* **PROBLEM TO WORK ON**: Below are some records. Pull every line that contains the word "clock".

────────────────────────────────────────

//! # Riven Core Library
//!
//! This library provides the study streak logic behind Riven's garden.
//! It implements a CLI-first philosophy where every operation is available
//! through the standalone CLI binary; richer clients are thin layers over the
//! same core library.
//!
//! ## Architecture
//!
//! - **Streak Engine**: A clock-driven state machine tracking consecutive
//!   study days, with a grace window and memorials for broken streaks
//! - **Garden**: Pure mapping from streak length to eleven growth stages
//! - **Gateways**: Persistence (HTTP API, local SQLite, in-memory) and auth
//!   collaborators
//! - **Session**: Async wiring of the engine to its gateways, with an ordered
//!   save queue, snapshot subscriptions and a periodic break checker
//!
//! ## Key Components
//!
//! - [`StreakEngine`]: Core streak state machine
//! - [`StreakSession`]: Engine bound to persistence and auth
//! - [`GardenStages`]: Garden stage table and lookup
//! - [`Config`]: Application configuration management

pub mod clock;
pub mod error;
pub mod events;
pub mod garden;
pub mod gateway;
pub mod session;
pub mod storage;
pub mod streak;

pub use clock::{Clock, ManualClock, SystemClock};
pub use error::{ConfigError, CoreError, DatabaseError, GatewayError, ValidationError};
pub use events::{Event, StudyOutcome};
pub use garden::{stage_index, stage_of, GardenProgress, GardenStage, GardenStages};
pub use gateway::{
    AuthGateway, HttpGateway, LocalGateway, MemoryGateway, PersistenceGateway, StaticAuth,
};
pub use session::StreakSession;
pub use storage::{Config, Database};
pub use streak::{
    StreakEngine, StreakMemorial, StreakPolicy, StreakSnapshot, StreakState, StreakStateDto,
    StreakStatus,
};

────────────────────────────────────────

* **EXERCISE RESULT**:
//! - **Streak Engine**: A clock-driven state machine tracking consecutive
pub mod clock;
pub use clock::{Clock, ManualClock, SystemClock};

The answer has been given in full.